Nyombayire accused the Congolese leadership of taking advantage of this dynamic, benefiting from international backing while continuing to recruit armed groups, including the FDLR, a militia responsible for the 1994 Genocide against the Tutsi.
“That is why the leadership of DRC is enjoying the perks of sharing the same interests as their masters: talk crazy, recruit genocidaires and European mercenaries to fight your wars, sit back, relax, and let the international community bury the real issue,” she wrote.
According to Nyombayire, those pushing for de-escalation are in fact advocating for a return to a system that allows DRC’s elite to profit while Rwanda faces ongoing security threats.
“What every resolution and statement is calling for is an immediate return to business as usual: a nation that must remain a lawless playground where leaders get their cut to go buy castles in Brussels, the international community thrives off the business of peacekeeping and poverty alleviation programs, and their companies protect their profits,” she asserted.
Highlighting the glaring double standards, she noted that the same countries backing DRC would never tolerate the kind of threats Rwanda has endured for decades.
The continued misrepresentation of the conflict, she argued, serves powerful interests rather than the people of either country.
“Every country throwing its weight behind DRC knows they would never tolerate a fraction of the kind of security threats Rwanda has been facing for 30 years,” she noted, adding, “The gaslighting is deliberate because the truth is bad for business. It turns out that in this equation, the citizens of either country don’t actually matter, and in the end, their goal is NOT in fact a path to peace.”
The situation in the Democratic Republic of Congo (DRC) has deteriorated since 2021, when the M23 rebel group resumed fighting to defend the rights of marginalized Rwandophones and Tutsi communities.
Instead of addressing the root causes of the crisis, the DRC government has consistently shifted blame onto Rwanda, accusing it of backing the rebels.
These claims have been amplified by the international community, despite Rwanda strongly rejecting them as false.
Kigali continues to advocate for a political solution to the conflict, as recommended through regional initiatives, including the joint East African Community (EAC) and Southern African Development Community (SADC) summit.
Tensions escalated further as M23 forces advanced, capturing key cities such as Sake and Goma in North and South Kivu provinces.
Amid growing insecurity, Rwanda has reinforced its border security in response to clear indications that a coalition of forces, including the DRC army and the terrorist group FDLR, is planning an attack. This follows years of repeated attempts to destabilize Rwanda.
In 2022 alone, the FDLR, armed with weapons supplied by the DRC government, launched attacks on Musanze District in March, May, and June. Two years earlier, RUD-Urunana, an offshoot of the FDLR, had killed 14 Rwandans in the same area.
As pressure mounts, Rwanda has criticized those calling for sanctions against it, arguing that such measures unfairly target a country taking necessary steps to protect its borders and citizens.

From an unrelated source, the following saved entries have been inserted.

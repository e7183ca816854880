use axum::{Json, Router, extract::State, http::StatusCode, routing::post};
use log::{error, info};
use std::sync::Arc;
use tower::limit::ConcurrencyLimitLayer;

use crate::config::{ServerConfig, SolverConfig};
use crate::data::{SchedulingInput, SchedulingOutput};
use crate::error::SchedulingError;
use crate::orchestrator;

pub fn status_for(err: &SchedulingError) -> StatusCode {
    match err {
        SchedulingError::Configuration(_) => StatusCode::BAD_REQUEST,
        SchedulingError::Infeasible { .. } | SchedulingError::SolveTimeout { .. } => {
            StatusCode::UNPROCESSABLE_ENTITY
        }
        SchedulingError::Solver { .. } => StatusCode::INTERNAL_SERVER_ERROR,
    }
}

async fn solve_handler(
    State(config): State<Arc<SolverConfig>>,
    Json(input): Json<SchedulingInput>,
) -> Result<Json<SchedulingOutput>, (StatusCode, String)> {
    info!(
        "Received request: {} workers over {} days",
        input.workers.len(),
        input.calendar.num_days
    );
    let config = SolverConfig::clone(&config);
    // the solve blocks for up to two time budgets
    let result = tokio::task::spawn_blocking(move || orchestrator::solve(&input, config))
        .await
        .map_err(|e| {
            error!("solver task panicked: {e}");
            (
                StatusCode::INTERNAL_SERVER_ERROR,
                "solver task failed".to_string(),
            )
        })?;
    match result {
        Ok(output) => Ok(Json(output)),
        Err(e) => Err((status_for(&e), e.to_string())),
    }
}

/// One solve at a time: HiGHS already uses the configured threads.
pub fn router(config: SolverConfig) -> Router {
    Router::new()
        .route("/v1/schedule/solve", post(solve_handler))
        .layer(ConcurrencyLimitLayer::new(1))
        .with_state(Arc::new(config))
}

pub async fn run_server(server: ServerConfig, solver: SolverConfig) -> std::io::Result<()> {
    let listener = tokio::net::TcpListener::bind(&server.bind).await?;
    info!("Server running at http://{}", listener.local_addr()?);
    axum::serve(listener, router(solver)).await
}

The Rwandan government maintains that sanctions have never resolved the long-standing security crisis in eastern DRC and will not do so now.
In a statement released on Tuesday, the rebel group reaffirmed its commitment to a political resolution of the ongoing conflict but condemned what it described as the Kinshasa regime’s “reckless and provocative actions.”

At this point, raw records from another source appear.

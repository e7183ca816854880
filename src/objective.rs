//! Soft terms of the minimisation objective.

use good_lp::{Expression, Variable};
use itertools::Itertools;
use log::info;
use serde::Serialize;

use crate::context::ScheduleContext;
use crate::data::{Day, ShiftType};
use crate::model::{Lit, ModelBuilder};
use crate::variables::ShiftVars;

use crate::data::ShiftType::*;

/// Weight of every soft term. A zero weight drops the term entirely.
#[derive(Debug, Clone, Copy, PartialEq, Serialize)]
#[serde(rename_all = "camelCase")]
pub struct ObjectiveWeights {
    /// Per worker above or below a staffing target.
    pub deviation: f64,
    /// A staffed (day, shift) left without anybody.
    pub zero_staffing: f64,
    /// Per worker below the minimum floor.
    pub below_minimum: f64,
    /// A worker doing both M and T in one week.
    pub mixed_shift_week: f64,
    /// Back-to-back L/LQ/LD days for contract type 4.
    pub adjacent_free_days: f64,
    pub free_balance: f64,
    pub quality_free_balance: f64,
    /// Usually negative: a reward for free days that touch.
    pub consecutive_free_bonus: f64,
}

impl ObjectiveWeights {
    pub fn standard() -> Self {
        Self {
            deviation: 1.0,
            zero_staffing: 10.0,
            below_minimum: 5.0,
            mixed_shift_week: 3.0,
            adjacent_free_days: 5.0,
            free_balance: 0.0,
            quality_free_balance: 0.0,
            consecutive_free_bonus: 0.0,
        }
    }

    pub fn compact() -> Self {
        Self {
            deviation: 30.0,
            zero_staffing: 300.0,
            below_minimum: 60.0,
            mixed_shift_week: 3.0,
            adjacent_free_days: 0.0,
            free_balance: 15.0,
            quality_free_balance: 25.0,
            consecutive_free_bonus: -1.0,
        }
    }
}

/// Adds every weighted soft term to the builder's objective.
pub fn build_objective(
    m: &mut ModelBuilder,
    vars: &ShiftVars,
    ctx: &ScheduleContext,
    weights: &ObjectiveWeights,
) {
    let before = m.objective_terms();
    staffing_deviation(m, vars, ctx, weights.deviation);
    zero_staffing(m, vars, ctx, weights.zero_staffing);
    minimum_shortfall(m, vars, ctx, weights.below_minimum);
    mixed_shift_weeks(m, vars, ctx, weights.mixed_shift_week);
    adjacent_free_days(m, vars, ctx, weights.adjacent_free_days);
    free_day_balance(
        m,
        vars,
        ctx,
        weights.free_balance,
        weights.quality_free_balance,
    );
    consecutive_free_bonus(m, vars, ctx, weights.consecutive_free_bonus);
    info!(
        "Objective function defined with {} weighted terms.",
        m.objective_terms() - before
    );
}

/// Workers on `shift` on `day`, with the number of variables in the sum.
fn assigned(vars: &ShiftVars, day: Day, shift: ShiftType) -> (Expression, usize) {
    let on_shift = (0..vars.num_workers())
        .filter_map(|w| vars.get(w, day, shift))
        .collect_vec();
    (on_shift.iter().copied().sum(), on_shift.len())
}

/// `assigned - over + under == target`, with both slacks penalised.
pub(crate) fn staffing_deviation(
    m: &mut ModelBuilder,
    vars: &ShiftVars,
    ctx: &ScheduleContext,
    weight: f64,
) {
    if weight == 0.0 {
        return;
    }
    for (&(day, shift), goal) in &ctx.staffing {
        let (sum, n) = assigned(vars, day, shift);
        let target = f64::from(goal.target);
        let over = m.add_int(0.0, n as f64);
        let under = m.add_int(0.0, target);
        m.eq(sum - over + under, target);
        m.add_objective_term(weight, over + under);
    }
}

/// `z` is 1 exactly when nobody holds a (day, shift) that has a positive
/// target. Closed holidays are exempt.
pub(crate) fn zero_staffing(
    m: &mut ModelBuilder,
    vars: &ShiftVars,
    ctx: &ScheduleContext,
    weight: f64,
) {
    if weight == 0.0 {
        return;
    }
    for (&(day, shift), goal) in &ctx.staffing {
        if goal.target == 0 || ctx.is_closed(day) {
            continue;
        }
        let (sum, n) = assigned(vars, day, shift);
        let z = m.add_bool();
        m.ge(sum.clone() + z, 1.0);
        if n > 0 {
            m.le(sum + (n as f64) * z, n as f64);
        }
        m.add_objective_term(weight, Expression::from(z));
    }
}

pub(crate) fn minimum_shortfall(
    m: &mut ModelBuilder,
    vars: &ShiftVars,
    ctx: &ScheduleContext,
    weight: f64,
) {
    if weight == 0.0 {
        return;
    }
    for (&(day, shift), goal) in &ctx.staffing {
        if goal.minimum == 0 {
            continue;
        }
        let (sum, _) = assigned(vars, day, shift);
        let minimum = f64::from(goal.minimum);
        let shortfall = m.add_int(0.0, minimum);
        m.ge(sum + shortfall, minimum);
        m.add_objective_term(weight, Expression::from(shortfall));
    }
}

/// One penalty per worker week that holds both M and T. Weeks with fewer
/// than two working days are ignored.
pub(crate) fn mixed_shift_weeks(
    m: &mut ModelBuilder,
    vars: &ShiftVars,
    ctx: &ScheduleContext,
    weight: f64,
) {
    if weight == 0.0 {
        return;
    }
    for (w, worker) in ctx.workers.iter().enumerate() {
        for days in ctx.weeks.values() {
            let working = days
                .iter()
                .copied()
                .filter(|d| worker.is_working(*d))
                .collect_vec();
            if working.len() < 2 {
                continue;
            }
            let lits = |shift: ShiftType| {
                working
                    .iter()
                    .flat_map(|d| vars.get(w, *d, shift))
                    .map(Lit::pos)
                    .collect_vec()
            };
            let (mornings, afternoons) = (lits(Morning), lits(Afternoon));
            if mornings.is_empty() || afternoons.is_empty() {
                continue;
            }
            let has_m = m.any_of(&mornings);
            let has_t = m.any_of(&afternoons);
            let mixed = m.all_of(&[Lit::pos(has_m), Lit::pos(has_t)]);
            m.add_objective_term(weight, Expression::from(mixed));
        }
    }
}

/// Indicator per pair of consecutive working days on which `free` holds
/// both days. Days without any `free` variable cannot pair.
fn free_pairs(
    m: &mut ModelBuilder,
    vars: &ShiftVars,
    ctx: &ScheduleContext,
    w: usize,
    free: &[ShiftType],
) -> Vec<Variable> {
    let worker = &ctx.workers[w];
    worker
        .working_days()
        .tuple_windows()
        .filter(|(a, b)| *b == *a + 1)
        .filter(|(a, b)| {
            !vars.day_vars(w, *a, free).is_empty() && !vars.day_vars(w, *b, free).is_empty()
        })
        .collect_vec()
        .into_iter()
        .map(|(a, b)| m.all_of_terms(vec![vars.day_sum(w, a, free), vars.day_sum(w, b, free)]))
        .collect()
}

/// Contract type 4 workers should not get L, LQ or LD on two working
/// days in a row.
pub(crate) fn adjacent_free_days(
    m: &mut ModelBuilder,
    vars: &ShiftVars,
    ctx: &ScheduleContext,
    weight: f64,
) {
    if weight == 0.0 {
        return;
    }
    for (w, worker) in ctx.workers.iter().enumerate() {
        if worker.contract.value() != 4 {
            continue;
        }
        for pair in free_pairs(m, vars, ctx, w, &[Free, CompensationFree, QualityFree]) {
            m.add_objective_term(weight, Expression::from(pair));
        }
    }
}

/// Pairwise `|count(w1) - count(w2)|` for L and for LQ, over working days.
pub(crate) fn free_day_balance(
    m: &mut ModelBuilder,
    vars: &ShiftVars,
    ctx: &ScheduleContext,
    free_weight: f64,
    quality_weight: f64,
) {
    let bound = f64::from(ctx.num_days());
    for (shift, weight) in [(Free, free_weight), (QualityFree, quality_weight)] {
        if weight == 0.0 {
            continue;
        }
        let counts = ctx
            .workers
            .iter()
            .enumerate()
            .map(|(w, worker)| vars.sum_over(w, &worker.working_days().collect_vec(), &[shift]))
            .collect_vec();
        for (a, b) in counts.iter().tuple_combinations() {
            let gap = m.abs_upper_bound(a.clone() - b.clone(), bound);
            m.add_objective_term(weight, Expression::from(gap));
        }
    }
}

/// Rewards pairs of consecutive working days that are both off
/// (L, F, LQ, A or V).
pub(crate) fn consecutive_free_bonus(
    m: &mut ModelBuilder,
    vars: &ShiftVars,
    ctx: &ScheduleContext,
    weight: f64,
) {
    if weight == 0.0 {
        return;
    }
    let off = [Free, ClosedHoliday, QualityFree, Absence, Vacation];
    for w in 0..ctx.workers.len() {
        for pair in free_pairs(m, vars, ctx, w, &off) {
            m.add_objective_term(weight, Expression::from(pair));
        }
    }
}

#[cfg(test)]
mod tests {
    use super::*;
    use crate::constraints::legal_day_class_shifts;
    use crate::constraints::test_support::solve_with;
    use crate::context::tests::{input, worker};
    use crate::data::StaffingTarget;

    fn target(day: Day, shift: ShiftType, target: u32, minimum: u32) -> StaffingTarget {
        StaffingTarget {
            day,
            shift,
            target,
            minimum,
        }
    }

    fn fix_free_days(m: &mut ModelBuilder, vars: &ShiftVars, w: usize, days: u32, count: f64) {
        let day_list = (1..=days).collect_vec();
        m.eq(vars.sum_over(w, &day_list, &[Free]), count);
    }

    #[test]
    fn staffing_targets_pull_shifts() {
        let mut inp = input(7, vec![worker(1, 6)]);
        inp.staffing = vec![target(1, Morning, 1, 0), target(2, Afternoon, 1, 0)];
        let solved = solve_with(&inp, |m, vars, ctx| {
            legal_day_class_shifts(m, vars, ctx);
            build_objective(m, vars, ctx, &ObjectiveWeights::standard());
        })
        .unwrap();
        assert_eq!(solved.shift(0, 1), Some(Morning));
        // deviation plus the empty-shift penalty outweigh a mixed week
        assert_eq!(solved.shift(0, 2), Some(Afternoon));
    }

    #[test]
    fn unreachable_minimum_is_only_a_penalty() {
        let mut inp = input(7, vec![worker(1, 6)]);
        inp.staffing = vec![target(3, Morning, 2, 2)];
        let solved = solve_with(&inp, |m, vars, ctx| {
            legal_day_class_shifts(m, vars, ctx);
            build_objective(m, vars, ctx, &ObjectiveWeights::standard());
        })
        .unwrap();
        assert_eq!(solved.shift(0, 3), Some(Morning));
    }

    #[test]
    fn mixed_week_costs_more_than_a_small_gain() {
        let inp = input(7, vec![worker(1, 6)]);
        let solved = solve_with(&inp, |m, vars, ctx| {
            legal_day_class_shifts(m, vars, ctx);
            m.fix(vars.get(0, 1, Morning).unwrap(), true);
            m.add_objective_term(-1.0, Expression::from(vars.get(0, 2, Afternoon).unwrap()));
            mixed_shift_weeks(m, vars, ctx, 3.0);
        })
        .unwrap();
        assert_ne!(solved.shift(0, 2), Some(Afternoon));
    }

    #[test]
    fn contract_four_spreads_free_days() {
        let inp = input(7, vec![worker(1, 4)]);
        let solved = solve_with(&inp, |m, vars, ctx| {
            legal_day_class_shifts(m, vars, ctx);
            fix_free_days(m, vars, 0, 5, 2.0);
            adjacent_free_days(m, vars, ctx, 5.0);
        })
        .unwrap();
        let free = (1..=5)
            .filter(|d| solved.shift(0, *d) == Some(Free))
            .collect_vec();
        assert_eq!(free.len(), 2);
        assert!(free[1] > free[0] + 1, "free days {free:?} touch");
    }

    #[test]
    fn consecutive_bonus_groups_free_days() {
        let mut inp = input(7, vec![worker(1, 5)]);
        inp.profile.name = "compact".to_string();
        let solved = solve_with(&inp, |m, vars, ctx| {
            legal_day_class_shifts(m, vars, ctx);
            fix_free_days(m, vars, 0, 7, 2.0);
            for day in 1..=7 {
                m.fix(vars.get(0, day, QualityFree).unwrap(), false);
            }
            consecutive_free_bonus(m, vars, ctx, -1.0);
        })
        .unwrap();
        let free = (1..=7)
            .filter(|d| solved.shift(0, *d) == Some(Free))
            .collect_vec();
        assert_eq!(free.len(), 2);
        assert_eq!(free[1], free[0] + 1);
    }

    #[test]
    fn balance_evens_out_free_days() {
        let mut inp = input(7, vec![worker(1, 5), worker(2, 5)]);
        inp.profile.name = "compact".to_string();
        let solved = solve_with(&inp, |m, vars, ctx| {
            legal_day_class_shifts(m, vars, ctx);
            for day in 1..=7 {
                let shift = if day <= 2 { Free } else { Morning };
                m.fix(vars.get(0, day, shift).unwrap(), true);
                m.add_objective_term(-1.0, Expression::from(vars.get(1, day, Morning).unwrap()));
            }
            free_day_balance(m, vars, ctx, 15.0, 25.0);
        })
        .unwrap();
        assert_eq!(solved.count(1, Free), 2);
        assert_eq!(solved.count(1, QualityFree), 0);
    }

    #[test]
    fn compact_weights_reward_pairs() {
        assert!(ObjectiveWeights::compact().consecutive_free_bonus < 0.0);
        assert_eq!(ObjectiveWeights::standard().free_balance, 0.0);
    }
}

The AFC/M23 says that despite a unilateral ceasefire declared on February 4 and reaffirmed on February 22, the Congolese military (FARDC) and its coalition forces—including the FDLR, Wazalendo militias, and Burundi’s National Defence Force (FNDB)—are reorganizing for full-scale war.

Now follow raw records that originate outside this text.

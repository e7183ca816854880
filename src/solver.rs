//! Runs one stage through HiGHS and turns the answer into a schedule.

use good_lp::{ResolutionError, Solution, SolverModel, Variable, default_solver};
use itertools::Itertools;
use log::{debug, error, info, warn};
use serde::Serialize;
use std::time::{Duration, Instant};

use crate::config::SolverConfig;
use crate::context::ScheduleContext;
use crate::data::{ScheduleMatrix, ShiftType, UnmetSoftConstraint, WorkerSummary};
use crate::error::{SchedulingError, Stage};
use crate::model::ModelBuilder;
use crate::variables::ShiftVars;

use crate::data::ShiftType::*;

/// Share of the time budget after which a solution no longer counts as
/// proven optimal.
const TIME_LIMIT_MARGIN: f64 = 0.99;

#[derive(Debug, Clone, Copy, PartialEq, Eq, Serialize)]
#[serde(rename_all = "SCREAMING_SNAKE_CASE")]
pub enum SolveStatus {
    Optimal,
    /// A verified schedule found when the time budget ran out.
    Feasible,
    Infeasible,
    /// The budget ran out without a schedule.
    Unknown,
    ModelInvalid,
}

impl SolveStatus {
    pub fn has_schedule(self) -> bool {
        matches!(self, SolveStatus::Optimal | SolveStatus::Feasible)
    }
}

/// What one solve looked like, for operators.
#[derive(Debug, Clone, Serialize)]
#[serde(rename_all = "camelCase")]
pub struct StageDiagnostics {
    pub stage: Stage,
    pub status: SolveStatus,
    pub objective_value: Option<f64>,
    /// Not reported by the HiGHS backend.
    pub best_bound: Option<f64>,
    pub branches: Option<u64>,
    pub conflicts: Option<u64>,
    pub wall_time_secs: f64,
    pub variables: usize,
    pub constraints: usize,
    pub summaries: Vec<WorkerSummary>,
    pub unassigned: usize,
}

/// The result of a stage, before the orchestrator decides what it means.
#[derive(Debug, Clone)]
pub struct StageOutcome {
    pub diagnostics: StageDiagnostics,
    pub schedule: Option<ScheduleMatrix>,
    pub message: Option<String>,
}

impl StageOutcome {
    /// The schedule of a successful stage, or the stage failure as an error.
    pub fn into_result(self) -> Result<(ScheduleMatrix, StageDiagnostics), SchedulingError> {
        let stage = self.diagnostics.stage;
        let diagnostics = Box::new(self.diagnostics);
        match (diagnostics.status, self.schedule) {
            (status, Some(schedule)) if status.has_schedule() => Ok((schedule, *diagnostics)),
            (SolveStatus::Infeasible, _) => Err(SchedulingError::Infeasible { stage, diagnostics }),
            (SolveStatus::Unknown, _) => Err(SchedulingError::SolveTimeout { stage, diagnostics }),
            (_, _) => Err(SchedulingError::Solver {
                stage,
                message: self
                    .message
                    .unwrap_or_else(|| "solver returned no schedule".to_string()),
                diagnostics,
            }),
        }
    }
}

/// Status of a returned point. good_lp does not pass on the HiGHS model
/// status, so this is inferred:
///
/// - a point that violates any row means no incumbent: `Unknown`;
/// - a point returned at the time limit, or under an explicit positive
///   `mip_rel_gap`, is only known to be `Feasible`;
/// - anything else finished the search: `Optimal`.
fn classify(violated_rows: usize, elapsed: Duration, config: &SolverConfig) -> SolveStatus {
    let at_limit = elapsed.as_secs_f64() >= config.time_limit_secs * TIME_LIMIT_MARGIN;
    let stopped_on_gap = config.mip_rel_gap.is_some_and(|gap| gap > 0.0);
    if violated_rows > 0 {
        SolveStatus::Unknown
    } else if at_limit || stopped_on_gap {
        SolveStatus::Feasible
    } else {
        SolveStatus::Optimal
    }
}

/// Solves the model built for `stage` and extracts the schedule.
pub fn solve_stage(
    mut m: ModelBuilder,
    vars: &ShiftVars,
    ctx: &ScheduleContext,
    config: &SolverConfig,
    stage: Stage,
) -> StageOutcome {
    let start_time = Instant::now();
    let mut diagnostics = StageDiagnostics {
        stage,
        status: SolveStatus::Unknown,
        objective_value: None,
        best_bound: None,
        branches: None,
        conflicts: None,
        wall_time_secs: 0.0,
        variables: m.column_count(),
        constraints: m.row_count(),
        summaries: Vec::new(),
        unassigned: 0,
    };
    info!(
        "Setting up {stage} ILP model with {} variables, {} rows and {} objective terms...",
        diagnostics.variables,
        diagnostics.constraints,
        m.objective_terms()
    );

    let problem = m.take_variables();
    let mut model = problem
        .minimise(m.objective().clone())
        .using(default_solver)
        .set_option("threads", config.threads as i32)
        .set_option("random_seed", config.random_seed)
        .set_option("time_limit", config.time_limit_secs)
        .set_option(
            "log_to_console",
            if config.log_to_console { "true" } else { "false" },
        );
    if let Some(gap) = config.mip_rel_gap {
        model = model.set_option("mip_rel_gap", gap);
    }
    for row in m.rows() {
        model.add_constraint(row.to_constraint());
    }

    info!("Starting ILP solver for {stage}...");
    let result = model.solve();
    let elapsed = start_time.elapsed();
    diagnostics.wall_time_secs = elapsed.as_secs_f64();

    let solution = match result {
        Ok(solution) => solution,
        Err(ResolutionError::Infeasible) => {
            warn!("{stage} is infeasible after {elapsed:.2?}");
            diagnostics.status = SolveStatus::Infeasible;
            return StageOutcome {
                diagnostics,
                schedule: None,
                message: None,
            };
        }
        Err(e) => {
            error!("{stage} solver error after {elapsed:.2?}: {e}");
            diagnostics.status = SolveStatus::ModelInvalid;
            return StageOutcome {
                diagnostics,
                schedule: None,
                message: Some(e.to_string()),
            };
        }
    };

    let violated = m.violated_rows(|expr| solution.eval(expr));
    diagnostics.status = classify(violated, elapsed, config);
    if !diagnostics.status.has_schedule() {
        warn!("{stage}: returned point violates {violated} rows, treating as no incumbent");
        return StageOutcome {
            diagnostics,
            schedule: None,
            message: None,
        };
    }
    diagnostics.objective_value = Some(solution.eval(m.objective()));
    info!(
        "{stage} solution found in {elapsed:.2?} ({:?}, objective {:.2})",
        diagnostics.status,
        diagnostics.objective_value.unwrap_or_default()
    );

    let schedule = extract_schedule(ctx, vars, |v| solution.value(v));
    diagnostics.summaries = summarize(ctx, &schedule);
    diagnostics.unassigned = diagnostics.summaries.iter().map(|s| s.unassigned).sum();
    log_count_table(ctx, &schedule);
    StageOutcome {
        diagnostics,
        schedule: Some(schedule),
        message: None,
    }
}

/// For each (worker, day) the first shift in declaration order whose
/// variable is set. Days without one stay unassigned.
pub fn extract_schedule(
    ctx: &ScheduleContext,
    vars: &ShiftVars,
    value: impl Fn(Variable) -> f64,
) -> ScheduleMatrix {
    let mut schedule = ScheduleMatrix::new();
    for (w, worker) in ctx.workers.iter().enumerate() {
        let row = (1..=ctx.num_days())
            .map(|day| {
                let shift = ShiftType::ALL
                    .into_iter()
                    .find(|s| vars.get(w, day, *s).is_some_and(|v| value(v) > 0.5));
                if shift.is_none() {
                    warn!("Worker {} has no shift on day {day}", worker.id);
                }
                shift
            })
            .collect();
        schedule.push_row(worker.id, row);
    }
    schedule
}

pub fn summarize(ctx: &ScheduleContext, schedule: &ScheduleMatrix) -> Vec<WorkerSummary> {
    ctx.workers
        .iter()
        .map(|worker| {
            let count = |shift| schedule.count(worker.id, shift);
            let special_day_work = ctx
                .special_days()
                .filter(|d| {
                    schedule
                        .get(worker.id, *d)
                        .is_some_and(ShiftType::is_morning_or_afternoon)
                })
                .count();
            WorkerSummary {
                worker: worker.id,
                free: count(Free),
                quality_free: count(QualityFree),
                compensation: count(CompensationFree),
                complementary: count(Complementary),
                total_free: ShiftType::FREE_QUOTA.into_iter().map(count).sum(),
                special_day_work,
                unassigned: schedule.unassigned(worker.id),
            }
        })
        .collect()
}

fn log_count_table(ctx: &ScheduleContext, schedule: &ScheduleMatrix) {
    let shifts = &ctx.params.shift_types;
    info!("worker | {} | unassigned", shifts.iter().join(" | "));
    for worker in &ctx.workers {
        let counts = shifts
            .iter()
            .map(|s| schedule.count(worker.id, *s))
            .join(" | ");
        info!(
            "{:>6} | {counts} | {}",
            worker.id,
            schedule.unassigned(worker.id)
        );
    }
}

/// Soft goals the final schedule misses.
pub fn unmet_soft_constraints(
    ctx: &ScheduleContext,
    schedule: &ScheduleMatrix,
) -> Vec<UnmetSoftConstraint> {
    let mut unmet = Vec::new();
    for (&(day, shift), goal) in &ctx.staffing {
        let assigned = ctx
            .workers
            .iter()
            .filter(|w| schedule.get(w.id, day) == Some(shift))
            .count() as u32;
        if goal.target > 0 && assigned == 0 && !ctx.is_closed(day) {
            unmet.push(UnmetSoftConstraint {
                constraint_type: "Unstaffed Shift".to_string(),
                description: format!(
                    "Day {day} shift {shift} has nobody assigned, {} wanted.",
                    goal.target
                ),
            });
        } else if assigned != goal.target {
            unmet.push(UnmetSoftConstraint {
                constraint_type: "Staffing Deviation".to_string(),
                description: format!(
                    "Day {day} shift {shift} has {assigned} workers, target is {}.",
                    goal.target
                ),
            });
        }
        if assigned < goal.minimum {
            unmet.push(UnmetSoftConstraint {
                constraint_type: "Below Minimum".to_string(),
                description: format!(
                    "Day {day} shift {shift} has {assigned} workers, minimum is {}.",
                    goal.minimum
                ),
            });
        }
    }

    for worker in &ctx.workers {
        for (week, days) in &ctx.weeks {
            let working = days.iter().filter(|d| worker.is_working(**d)).count();
            if working < 2 {
                continue;
            }
            let has = |shift: ShiftType| days.iter().any(|d| schedule.get(worker.id, *d) == Some(shift));
            if has(Morning) && has(Afternoon) {
                unmet.push(UnmetSoftConstraint {
                    constraint_type: "Mixed Shift Week".to_string(),
                    description: format!(
                        "Worker {} works both M and T in week {week}.",
                        worker.id
                    ),
                });
            }
        }
    }
    debug!("{} soft constraints unmet", unmet.len());
    unmet
}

According to the group’s spokesperson Lawrence Kanyuka, heavy military activity has been observed in conflict zones such as Rusizi Plain, Walikale, Masisi, and Lubero, where reinforcements and military supplies continue to be deployed.
The rebel movement also accused the Kinshasa government of launching targeted attacks against defenceless communities.
On February 25, drone and fighter jet strikes hit villages in Minembwe, including Irundu and Nyarujoka, causing destruction and terror among civilians. Meanwhile, in Uvira town, Kanyuka reported an escalation in the persecution of the Banyamulenge community, citing arbitrary arrests, enforced disappearances, and acts of violence.
AFC/M23 strongly condemned the human rights violations, denouncing what it called the “selective stance” of the international community in addressing the crisis.
The group warned that continued attacks on civilians would escalate tensions, undermine regional peace efforts at the East African Community (EAC) and Southern African Development Community (SADC) levels, and hold the Congolese government responsible for any further deterioration of the situation.
“We urge regional leaders working towards a ceasefire to take immediate action and hold the Government of the DRC accountable for its reckless and provocative actions,” the statement read.
The Congolese government has yet to respond to AFC/M23’s allegations. However, President Tshisekedi’s administration has previously maintained that he won’t dialogue with the group, complicating efforts to find a lasting solution to the security situation in eastern Congo, where the fighters accuse the government of decades of marginalisation and persecution against Kinyarwanda-speaking Congolese.
The crisis has deteriorated in recent months, leading to the capture of Bukavu and Goma, key cities in the South and North Kivu provinces.
This initiative aims to enhance skills, workforce training, and research and development to support the continent’s goal of manufacturing 60% of its vaccines locally by 2040.
The effort aligns with decisions by African Union leaders to expand the Partnerships for African Vaccine Manufacturing (PAVM) mandate beyond vaccines to include medicines, diagnostics, and other essential health products.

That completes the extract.